* What you will do: When a line in the listing contains the string "derive", pick it out and copy it.
-- Opening Marker --
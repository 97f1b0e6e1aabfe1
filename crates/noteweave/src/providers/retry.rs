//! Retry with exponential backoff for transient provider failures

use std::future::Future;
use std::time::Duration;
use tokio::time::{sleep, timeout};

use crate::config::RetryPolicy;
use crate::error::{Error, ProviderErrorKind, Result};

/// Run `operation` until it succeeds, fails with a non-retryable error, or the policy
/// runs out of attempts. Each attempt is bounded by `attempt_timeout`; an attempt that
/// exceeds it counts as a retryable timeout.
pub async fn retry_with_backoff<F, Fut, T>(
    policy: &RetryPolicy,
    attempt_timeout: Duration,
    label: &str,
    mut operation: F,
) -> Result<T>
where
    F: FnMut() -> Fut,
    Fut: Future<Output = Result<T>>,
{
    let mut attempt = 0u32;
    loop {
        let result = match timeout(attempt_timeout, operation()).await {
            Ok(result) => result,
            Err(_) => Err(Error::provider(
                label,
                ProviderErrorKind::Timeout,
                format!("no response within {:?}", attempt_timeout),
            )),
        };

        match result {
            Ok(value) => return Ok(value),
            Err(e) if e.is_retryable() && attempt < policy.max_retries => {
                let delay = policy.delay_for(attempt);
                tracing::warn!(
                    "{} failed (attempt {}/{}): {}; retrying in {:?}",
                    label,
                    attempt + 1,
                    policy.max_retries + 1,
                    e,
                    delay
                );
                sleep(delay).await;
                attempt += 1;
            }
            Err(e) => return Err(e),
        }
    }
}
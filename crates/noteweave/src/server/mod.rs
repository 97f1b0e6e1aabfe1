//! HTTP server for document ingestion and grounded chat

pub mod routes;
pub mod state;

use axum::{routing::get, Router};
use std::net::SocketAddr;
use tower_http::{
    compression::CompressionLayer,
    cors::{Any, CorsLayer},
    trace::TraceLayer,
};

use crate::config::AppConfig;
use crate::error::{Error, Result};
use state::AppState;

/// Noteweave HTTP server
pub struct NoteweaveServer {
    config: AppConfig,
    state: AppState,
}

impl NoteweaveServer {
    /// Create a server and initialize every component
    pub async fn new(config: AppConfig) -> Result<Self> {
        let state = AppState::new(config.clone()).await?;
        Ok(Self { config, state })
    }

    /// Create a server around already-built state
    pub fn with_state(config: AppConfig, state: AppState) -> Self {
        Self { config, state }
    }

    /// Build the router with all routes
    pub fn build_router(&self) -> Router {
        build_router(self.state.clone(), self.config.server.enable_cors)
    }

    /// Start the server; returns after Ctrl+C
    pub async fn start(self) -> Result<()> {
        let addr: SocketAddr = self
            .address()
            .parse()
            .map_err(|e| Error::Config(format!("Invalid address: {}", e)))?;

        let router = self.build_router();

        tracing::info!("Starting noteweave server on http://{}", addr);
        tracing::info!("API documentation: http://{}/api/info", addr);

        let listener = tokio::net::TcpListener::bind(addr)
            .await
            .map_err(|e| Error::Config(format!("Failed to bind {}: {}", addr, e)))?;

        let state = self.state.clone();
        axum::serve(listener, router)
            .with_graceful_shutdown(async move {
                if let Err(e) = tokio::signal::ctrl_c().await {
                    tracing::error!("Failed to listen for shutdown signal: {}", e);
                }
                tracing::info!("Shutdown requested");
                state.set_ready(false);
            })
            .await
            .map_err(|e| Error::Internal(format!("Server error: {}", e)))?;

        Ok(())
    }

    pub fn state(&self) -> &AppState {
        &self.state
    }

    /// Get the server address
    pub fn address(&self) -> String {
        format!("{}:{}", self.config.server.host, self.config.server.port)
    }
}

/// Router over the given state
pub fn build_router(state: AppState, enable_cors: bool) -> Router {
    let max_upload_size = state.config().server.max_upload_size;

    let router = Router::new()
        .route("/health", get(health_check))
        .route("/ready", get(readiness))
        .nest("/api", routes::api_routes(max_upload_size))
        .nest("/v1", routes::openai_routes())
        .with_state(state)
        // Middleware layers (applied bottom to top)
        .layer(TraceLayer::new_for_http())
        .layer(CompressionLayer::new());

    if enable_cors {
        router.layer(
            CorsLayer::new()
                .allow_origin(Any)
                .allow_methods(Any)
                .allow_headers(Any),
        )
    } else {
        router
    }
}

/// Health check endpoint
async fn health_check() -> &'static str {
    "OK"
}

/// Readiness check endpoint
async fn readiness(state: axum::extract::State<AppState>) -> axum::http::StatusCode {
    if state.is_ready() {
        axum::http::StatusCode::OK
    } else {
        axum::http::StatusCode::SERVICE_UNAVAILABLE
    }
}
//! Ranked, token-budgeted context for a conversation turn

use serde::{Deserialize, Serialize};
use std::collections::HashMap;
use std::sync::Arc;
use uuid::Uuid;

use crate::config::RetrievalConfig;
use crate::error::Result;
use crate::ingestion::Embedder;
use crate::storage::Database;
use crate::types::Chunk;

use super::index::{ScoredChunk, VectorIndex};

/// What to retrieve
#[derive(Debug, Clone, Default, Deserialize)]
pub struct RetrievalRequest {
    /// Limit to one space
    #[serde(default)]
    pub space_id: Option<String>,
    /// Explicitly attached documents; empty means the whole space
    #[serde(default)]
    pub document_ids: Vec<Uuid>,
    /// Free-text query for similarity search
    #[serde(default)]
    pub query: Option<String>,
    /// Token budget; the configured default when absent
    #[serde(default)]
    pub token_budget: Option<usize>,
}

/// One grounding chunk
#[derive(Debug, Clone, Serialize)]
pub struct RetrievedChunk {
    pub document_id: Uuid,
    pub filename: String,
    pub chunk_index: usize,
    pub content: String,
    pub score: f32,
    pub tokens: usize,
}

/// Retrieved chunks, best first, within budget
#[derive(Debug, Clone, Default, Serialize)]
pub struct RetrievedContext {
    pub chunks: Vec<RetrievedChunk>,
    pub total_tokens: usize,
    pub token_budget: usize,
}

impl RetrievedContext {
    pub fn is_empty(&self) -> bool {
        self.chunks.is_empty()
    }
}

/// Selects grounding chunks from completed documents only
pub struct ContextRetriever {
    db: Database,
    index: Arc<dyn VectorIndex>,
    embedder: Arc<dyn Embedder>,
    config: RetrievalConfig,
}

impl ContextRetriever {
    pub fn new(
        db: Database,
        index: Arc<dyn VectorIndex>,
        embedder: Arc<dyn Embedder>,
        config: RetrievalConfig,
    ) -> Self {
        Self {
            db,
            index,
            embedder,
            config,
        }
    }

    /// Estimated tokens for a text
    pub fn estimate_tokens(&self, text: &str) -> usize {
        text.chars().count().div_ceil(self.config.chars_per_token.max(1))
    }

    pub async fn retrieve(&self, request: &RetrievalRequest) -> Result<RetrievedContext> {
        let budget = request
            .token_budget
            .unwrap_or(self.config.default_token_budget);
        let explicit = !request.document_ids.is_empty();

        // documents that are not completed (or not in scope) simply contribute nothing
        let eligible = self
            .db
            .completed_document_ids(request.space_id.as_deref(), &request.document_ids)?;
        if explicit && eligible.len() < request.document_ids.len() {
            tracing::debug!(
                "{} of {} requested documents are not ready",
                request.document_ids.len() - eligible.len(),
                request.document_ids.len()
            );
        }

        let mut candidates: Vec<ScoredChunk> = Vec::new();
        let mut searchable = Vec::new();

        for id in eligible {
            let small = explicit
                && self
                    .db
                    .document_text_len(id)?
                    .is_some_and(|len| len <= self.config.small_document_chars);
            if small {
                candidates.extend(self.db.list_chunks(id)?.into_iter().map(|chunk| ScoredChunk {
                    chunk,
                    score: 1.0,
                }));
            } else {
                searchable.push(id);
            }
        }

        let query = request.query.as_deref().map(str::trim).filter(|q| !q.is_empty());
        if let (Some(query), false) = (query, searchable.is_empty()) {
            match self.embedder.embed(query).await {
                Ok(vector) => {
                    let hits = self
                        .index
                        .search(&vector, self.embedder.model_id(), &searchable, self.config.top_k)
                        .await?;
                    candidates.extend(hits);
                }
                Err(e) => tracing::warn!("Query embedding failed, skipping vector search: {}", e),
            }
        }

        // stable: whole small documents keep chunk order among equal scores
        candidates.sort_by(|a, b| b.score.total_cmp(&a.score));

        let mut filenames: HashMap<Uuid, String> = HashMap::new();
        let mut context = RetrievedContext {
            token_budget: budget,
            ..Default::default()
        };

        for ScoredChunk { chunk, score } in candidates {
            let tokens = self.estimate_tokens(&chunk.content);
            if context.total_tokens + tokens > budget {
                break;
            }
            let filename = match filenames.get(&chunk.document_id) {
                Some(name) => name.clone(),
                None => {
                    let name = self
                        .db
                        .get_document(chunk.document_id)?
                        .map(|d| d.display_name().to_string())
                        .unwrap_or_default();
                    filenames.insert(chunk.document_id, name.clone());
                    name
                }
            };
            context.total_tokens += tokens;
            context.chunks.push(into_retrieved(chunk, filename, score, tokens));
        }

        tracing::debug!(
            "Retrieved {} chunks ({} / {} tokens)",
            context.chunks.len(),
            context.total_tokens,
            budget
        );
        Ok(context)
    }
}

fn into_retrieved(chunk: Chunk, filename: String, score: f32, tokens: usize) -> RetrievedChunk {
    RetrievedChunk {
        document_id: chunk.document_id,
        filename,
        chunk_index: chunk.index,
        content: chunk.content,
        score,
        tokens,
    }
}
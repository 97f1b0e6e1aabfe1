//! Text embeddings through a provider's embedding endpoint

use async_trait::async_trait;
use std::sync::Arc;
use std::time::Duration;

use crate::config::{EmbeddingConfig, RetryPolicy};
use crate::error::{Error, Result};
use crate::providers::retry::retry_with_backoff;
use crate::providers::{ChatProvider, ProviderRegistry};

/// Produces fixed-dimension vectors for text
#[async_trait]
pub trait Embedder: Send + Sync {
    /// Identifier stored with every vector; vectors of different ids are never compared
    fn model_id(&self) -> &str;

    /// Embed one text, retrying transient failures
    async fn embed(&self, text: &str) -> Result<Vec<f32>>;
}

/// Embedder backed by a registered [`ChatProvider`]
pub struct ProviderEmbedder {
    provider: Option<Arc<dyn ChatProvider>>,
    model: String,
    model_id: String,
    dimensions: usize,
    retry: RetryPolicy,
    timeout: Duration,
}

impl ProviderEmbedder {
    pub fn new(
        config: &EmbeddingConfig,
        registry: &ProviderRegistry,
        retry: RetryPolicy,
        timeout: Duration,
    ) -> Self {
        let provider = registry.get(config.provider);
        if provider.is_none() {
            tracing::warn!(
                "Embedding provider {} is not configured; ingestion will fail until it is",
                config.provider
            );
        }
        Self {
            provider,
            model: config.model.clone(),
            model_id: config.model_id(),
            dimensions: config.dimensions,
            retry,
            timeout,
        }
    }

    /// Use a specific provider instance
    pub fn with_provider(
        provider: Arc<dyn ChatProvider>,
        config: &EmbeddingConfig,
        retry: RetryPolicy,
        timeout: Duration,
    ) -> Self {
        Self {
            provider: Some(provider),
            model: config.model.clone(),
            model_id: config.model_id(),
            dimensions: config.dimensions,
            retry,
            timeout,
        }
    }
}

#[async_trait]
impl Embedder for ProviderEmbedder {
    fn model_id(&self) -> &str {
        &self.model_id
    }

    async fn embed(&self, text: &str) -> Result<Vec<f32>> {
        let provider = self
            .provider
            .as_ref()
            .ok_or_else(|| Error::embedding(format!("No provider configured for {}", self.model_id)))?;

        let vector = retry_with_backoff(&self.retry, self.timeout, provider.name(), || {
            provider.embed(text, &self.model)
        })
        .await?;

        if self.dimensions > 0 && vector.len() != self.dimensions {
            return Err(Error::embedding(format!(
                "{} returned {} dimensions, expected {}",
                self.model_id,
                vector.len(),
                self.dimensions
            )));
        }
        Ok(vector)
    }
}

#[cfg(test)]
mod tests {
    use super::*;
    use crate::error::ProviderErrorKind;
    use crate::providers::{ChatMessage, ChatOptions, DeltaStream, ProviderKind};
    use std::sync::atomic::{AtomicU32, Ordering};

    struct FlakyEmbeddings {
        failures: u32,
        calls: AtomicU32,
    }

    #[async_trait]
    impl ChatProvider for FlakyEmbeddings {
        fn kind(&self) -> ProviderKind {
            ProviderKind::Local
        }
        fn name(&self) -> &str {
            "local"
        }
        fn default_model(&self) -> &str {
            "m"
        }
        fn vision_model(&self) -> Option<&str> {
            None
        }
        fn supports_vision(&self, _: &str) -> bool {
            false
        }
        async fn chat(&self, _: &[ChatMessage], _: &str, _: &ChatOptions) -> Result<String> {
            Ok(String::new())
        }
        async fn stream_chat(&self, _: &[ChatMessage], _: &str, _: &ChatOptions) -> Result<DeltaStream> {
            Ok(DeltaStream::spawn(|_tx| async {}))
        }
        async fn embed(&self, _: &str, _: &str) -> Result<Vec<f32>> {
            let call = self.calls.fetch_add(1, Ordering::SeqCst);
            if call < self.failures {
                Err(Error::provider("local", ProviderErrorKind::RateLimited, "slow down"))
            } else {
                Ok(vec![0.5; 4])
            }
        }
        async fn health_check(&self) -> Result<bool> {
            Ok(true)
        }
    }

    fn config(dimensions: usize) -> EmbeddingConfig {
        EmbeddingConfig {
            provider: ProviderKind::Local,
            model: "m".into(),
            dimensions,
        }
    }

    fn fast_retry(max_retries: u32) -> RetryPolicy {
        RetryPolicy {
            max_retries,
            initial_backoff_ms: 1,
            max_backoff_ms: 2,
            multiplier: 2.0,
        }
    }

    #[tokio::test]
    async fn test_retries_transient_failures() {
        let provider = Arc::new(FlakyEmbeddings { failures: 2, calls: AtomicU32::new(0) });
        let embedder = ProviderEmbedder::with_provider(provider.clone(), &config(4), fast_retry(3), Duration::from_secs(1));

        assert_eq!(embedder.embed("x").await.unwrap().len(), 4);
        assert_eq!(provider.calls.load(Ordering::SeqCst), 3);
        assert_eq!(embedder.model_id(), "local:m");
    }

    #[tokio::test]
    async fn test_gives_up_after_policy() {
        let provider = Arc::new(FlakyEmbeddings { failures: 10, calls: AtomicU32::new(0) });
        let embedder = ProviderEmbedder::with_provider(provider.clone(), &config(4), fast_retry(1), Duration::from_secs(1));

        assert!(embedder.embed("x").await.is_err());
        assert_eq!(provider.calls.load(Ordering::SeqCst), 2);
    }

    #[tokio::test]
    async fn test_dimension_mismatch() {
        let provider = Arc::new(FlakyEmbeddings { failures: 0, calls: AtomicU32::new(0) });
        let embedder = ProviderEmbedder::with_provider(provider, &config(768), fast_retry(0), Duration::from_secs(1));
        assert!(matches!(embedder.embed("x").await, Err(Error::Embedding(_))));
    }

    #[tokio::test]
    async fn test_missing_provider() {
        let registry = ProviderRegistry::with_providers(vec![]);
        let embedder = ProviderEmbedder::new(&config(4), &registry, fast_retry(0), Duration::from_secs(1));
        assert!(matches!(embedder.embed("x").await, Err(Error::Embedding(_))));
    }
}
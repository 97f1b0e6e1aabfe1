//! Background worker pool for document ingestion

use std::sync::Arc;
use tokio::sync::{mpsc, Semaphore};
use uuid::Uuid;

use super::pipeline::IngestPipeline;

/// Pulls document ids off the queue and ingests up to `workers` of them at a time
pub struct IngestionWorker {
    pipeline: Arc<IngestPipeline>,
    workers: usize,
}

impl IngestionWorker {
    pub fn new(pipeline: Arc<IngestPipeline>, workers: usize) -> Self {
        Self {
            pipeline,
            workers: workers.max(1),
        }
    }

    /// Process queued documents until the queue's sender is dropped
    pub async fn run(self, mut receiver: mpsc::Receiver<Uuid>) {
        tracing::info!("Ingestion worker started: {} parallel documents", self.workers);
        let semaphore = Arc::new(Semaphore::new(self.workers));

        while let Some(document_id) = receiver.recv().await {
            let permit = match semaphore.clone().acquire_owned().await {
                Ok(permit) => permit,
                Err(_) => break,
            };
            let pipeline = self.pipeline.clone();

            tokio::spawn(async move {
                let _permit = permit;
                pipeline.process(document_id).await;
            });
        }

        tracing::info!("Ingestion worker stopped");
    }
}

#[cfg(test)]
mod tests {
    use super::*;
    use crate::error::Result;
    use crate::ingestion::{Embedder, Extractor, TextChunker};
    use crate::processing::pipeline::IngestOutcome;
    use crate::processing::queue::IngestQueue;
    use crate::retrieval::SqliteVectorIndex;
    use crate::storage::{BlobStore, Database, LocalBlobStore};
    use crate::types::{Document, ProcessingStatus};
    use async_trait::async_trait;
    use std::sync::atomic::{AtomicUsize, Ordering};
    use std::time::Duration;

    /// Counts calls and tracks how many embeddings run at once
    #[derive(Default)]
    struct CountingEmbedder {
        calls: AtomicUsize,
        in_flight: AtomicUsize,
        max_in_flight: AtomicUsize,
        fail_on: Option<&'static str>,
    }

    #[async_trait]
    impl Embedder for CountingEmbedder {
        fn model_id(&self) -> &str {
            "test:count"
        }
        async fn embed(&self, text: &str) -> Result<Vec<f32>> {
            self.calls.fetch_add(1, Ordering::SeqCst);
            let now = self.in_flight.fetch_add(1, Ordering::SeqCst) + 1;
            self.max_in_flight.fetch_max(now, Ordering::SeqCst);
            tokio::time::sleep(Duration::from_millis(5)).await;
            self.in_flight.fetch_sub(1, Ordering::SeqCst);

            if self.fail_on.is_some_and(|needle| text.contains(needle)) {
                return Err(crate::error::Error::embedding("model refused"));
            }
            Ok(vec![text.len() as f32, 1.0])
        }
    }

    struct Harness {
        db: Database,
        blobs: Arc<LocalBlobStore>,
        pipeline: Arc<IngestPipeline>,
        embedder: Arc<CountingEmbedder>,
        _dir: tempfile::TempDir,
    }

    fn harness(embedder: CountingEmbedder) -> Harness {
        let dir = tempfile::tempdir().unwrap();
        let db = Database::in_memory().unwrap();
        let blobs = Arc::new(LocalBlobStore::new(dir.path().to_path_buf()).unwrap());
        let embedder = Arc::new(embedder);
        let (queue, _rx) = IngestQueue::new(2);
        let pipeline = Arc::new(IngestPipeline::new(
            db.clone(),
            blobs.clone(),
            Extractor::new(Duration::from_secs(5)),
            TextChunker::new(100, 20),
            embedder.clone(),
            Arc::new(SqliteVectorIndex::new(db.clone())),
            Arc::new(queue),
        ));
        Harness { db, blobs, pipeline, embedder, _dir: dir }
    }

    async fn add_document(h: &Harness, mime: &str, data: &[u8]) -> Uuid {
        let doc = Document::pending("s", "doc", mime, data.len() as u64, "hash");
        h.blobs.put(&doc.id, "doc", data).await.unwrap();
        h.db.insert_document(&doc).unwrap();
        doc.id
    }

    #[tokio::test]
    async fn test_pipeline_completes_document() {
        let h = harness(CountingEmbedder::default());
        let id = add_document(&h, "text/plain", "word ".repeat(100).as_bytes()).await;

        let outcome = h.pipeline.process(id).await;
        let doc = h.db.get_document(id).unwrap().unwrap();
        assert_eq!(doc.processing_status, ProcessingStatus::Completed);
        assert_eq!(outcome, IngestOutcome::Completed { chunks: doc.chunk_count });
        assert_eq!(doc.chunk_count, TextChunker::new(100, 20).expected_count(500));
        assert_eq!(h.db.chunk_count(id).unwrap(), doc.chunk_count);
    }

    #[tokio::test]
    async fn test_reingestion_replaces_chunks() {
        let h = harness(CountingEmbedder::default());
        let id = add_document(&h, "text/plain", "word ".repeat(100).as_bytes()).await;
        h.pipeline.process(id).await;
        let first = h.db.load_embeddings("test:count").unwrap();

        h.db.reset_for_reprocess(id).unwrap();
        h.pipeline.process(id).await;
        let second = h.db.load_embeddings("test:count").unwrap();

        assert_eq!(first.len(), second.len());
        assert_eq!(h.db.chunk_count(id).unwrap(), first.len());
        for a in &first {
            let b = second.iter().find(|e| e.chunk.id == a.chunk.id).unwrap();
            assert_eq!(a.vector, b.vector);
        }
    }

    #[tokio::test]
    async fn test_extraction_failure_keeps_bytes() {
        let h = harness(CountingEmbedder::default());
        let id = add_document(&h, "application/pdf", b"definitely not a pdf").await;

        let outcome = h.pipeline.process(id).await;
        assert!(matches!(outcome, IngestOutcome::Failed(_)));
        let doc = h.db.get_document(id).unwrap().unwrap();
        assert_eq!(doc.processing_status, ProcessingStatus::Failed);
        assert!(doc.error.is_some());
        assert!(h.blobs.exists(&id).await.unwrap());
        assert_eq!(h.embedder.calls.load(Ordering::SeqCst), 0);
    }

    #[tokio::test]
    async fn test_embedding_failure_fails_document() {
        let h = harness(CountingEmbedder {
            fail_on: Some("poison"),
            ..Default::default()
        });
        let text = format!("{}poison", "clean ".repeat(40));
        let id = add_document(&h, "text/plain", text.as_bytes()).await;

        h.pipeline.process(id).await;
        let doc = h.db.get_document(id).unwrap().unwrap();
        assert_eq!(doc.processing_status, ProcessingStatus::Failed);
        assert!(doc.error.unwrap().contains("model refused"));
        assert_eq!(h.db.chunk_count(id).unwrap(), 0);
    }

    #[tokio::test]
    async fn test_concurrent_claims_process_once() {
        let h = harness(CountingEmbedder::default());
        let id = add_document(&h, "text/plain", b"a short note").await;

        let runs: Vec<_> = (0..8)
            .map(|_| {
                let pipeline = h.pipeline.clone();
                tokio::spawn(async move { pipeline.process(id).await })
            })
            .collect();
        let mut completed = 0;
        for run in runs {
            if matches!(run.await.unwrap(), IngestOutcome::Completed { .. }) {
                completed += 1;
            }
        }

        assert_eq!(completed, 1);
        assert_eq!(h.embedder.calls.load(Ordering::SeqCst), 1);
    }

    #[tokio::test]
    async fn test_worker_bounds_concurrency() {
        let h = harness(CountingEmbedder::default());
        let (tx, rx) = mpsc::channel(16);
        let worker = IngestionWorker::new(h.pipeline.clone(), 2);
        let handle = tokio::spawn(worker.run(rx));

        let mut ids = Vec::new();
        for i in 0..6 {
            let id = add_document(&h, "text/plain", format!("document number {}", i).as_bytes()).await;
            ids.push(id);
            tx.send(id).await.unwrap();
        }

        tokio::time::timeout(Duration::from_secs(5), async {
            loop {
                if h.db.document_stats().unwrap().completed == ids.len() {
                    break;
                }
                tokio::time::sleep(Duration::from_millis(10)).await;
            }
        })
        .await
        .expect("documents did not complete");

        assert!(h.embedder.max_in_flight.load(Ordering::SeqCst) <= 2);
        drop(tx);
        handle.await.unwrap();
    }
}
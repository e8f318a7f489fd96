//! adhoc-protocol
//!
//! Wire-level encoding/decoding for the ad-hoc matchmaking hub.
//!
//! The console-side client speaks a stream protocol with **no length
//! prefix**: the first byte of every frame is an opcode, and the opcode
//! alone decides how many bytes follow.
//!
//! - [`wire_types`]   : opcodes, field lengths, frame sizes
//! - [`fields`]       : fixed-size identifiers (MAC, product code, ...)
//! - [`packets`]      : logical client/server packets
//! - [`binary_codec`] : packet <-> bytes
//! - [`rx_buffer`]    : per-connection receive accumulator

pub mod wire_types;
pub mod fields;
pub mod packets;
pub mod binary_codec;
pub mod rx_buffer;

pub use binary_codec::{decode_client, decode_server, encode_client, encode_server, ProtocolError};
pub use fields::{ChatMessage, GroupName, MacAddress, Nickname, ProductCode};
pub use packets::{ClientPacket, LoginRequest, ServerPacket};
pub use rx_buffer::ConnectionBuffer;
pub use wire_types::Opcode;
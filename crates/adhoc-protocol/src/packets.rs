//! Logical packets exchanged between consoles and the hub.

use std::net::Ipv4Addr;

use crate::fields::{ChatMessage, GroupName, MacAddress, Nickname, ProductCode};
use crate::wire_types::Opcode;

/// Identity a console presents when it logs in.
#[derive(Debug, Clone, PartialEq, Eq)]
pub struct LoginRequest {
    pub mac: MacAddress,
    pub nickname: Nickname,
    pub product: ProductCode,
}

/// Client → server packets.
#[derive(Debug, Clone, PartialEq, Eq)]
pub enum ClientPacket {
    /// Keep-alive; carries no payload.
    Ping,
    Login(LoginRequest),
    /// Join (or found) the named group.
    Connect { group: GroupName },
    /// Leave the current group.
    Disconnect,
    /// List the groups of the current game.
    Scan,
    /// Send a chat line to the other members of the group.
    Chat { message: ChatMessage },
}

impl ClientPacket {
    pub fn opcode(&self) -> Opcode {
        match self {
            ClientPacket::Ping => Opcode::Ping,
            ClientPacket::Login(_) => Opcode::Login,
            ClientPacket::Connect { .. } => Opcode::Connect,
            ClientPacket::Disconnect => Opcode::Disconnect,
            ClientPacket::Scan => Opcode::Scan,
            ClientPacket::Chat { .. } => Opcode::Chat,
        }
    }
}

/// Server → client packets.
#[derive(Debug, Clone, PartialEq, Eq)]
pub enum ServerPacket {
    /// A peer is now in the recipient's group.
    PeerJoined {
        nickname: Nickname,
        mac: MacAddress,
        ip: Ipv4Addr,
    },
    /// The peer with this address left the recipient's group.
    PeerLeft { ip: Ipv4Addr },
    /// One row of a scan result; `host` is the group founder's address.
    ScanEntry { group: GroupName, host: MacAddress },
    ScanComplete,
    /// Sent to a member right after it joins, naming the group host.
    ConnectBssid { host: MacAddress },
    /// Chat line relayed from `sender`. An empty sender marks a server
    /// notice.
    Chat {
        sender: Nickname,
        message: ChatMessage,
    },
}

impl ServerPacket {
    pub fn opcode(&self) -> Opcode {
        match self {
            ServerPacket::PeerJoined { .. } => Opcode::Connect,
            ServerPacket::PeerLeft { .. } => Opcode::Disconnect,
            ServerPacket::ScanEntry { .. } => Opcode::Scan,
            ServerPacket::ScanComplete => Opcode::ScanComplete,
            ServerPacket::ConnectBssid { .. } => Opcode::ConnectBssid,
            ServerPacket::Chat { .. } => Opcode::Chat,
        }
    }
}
-- Closing Marker --
* Output of the exercise:
#[derive(Debug, Clone, Default, Deserialize)]
#[derive(Debug, Clone, Serialize)]
#[derive(Debug, Clone, Default, Serialize)]
    #[derive(Default)]
#[derive(Debug, Clone, PartialEq, Eq)]
#[derive(Debug, Clone, PartialEq, Eq)]
#[derive(Debug, Clone, PartialEq, Eq)]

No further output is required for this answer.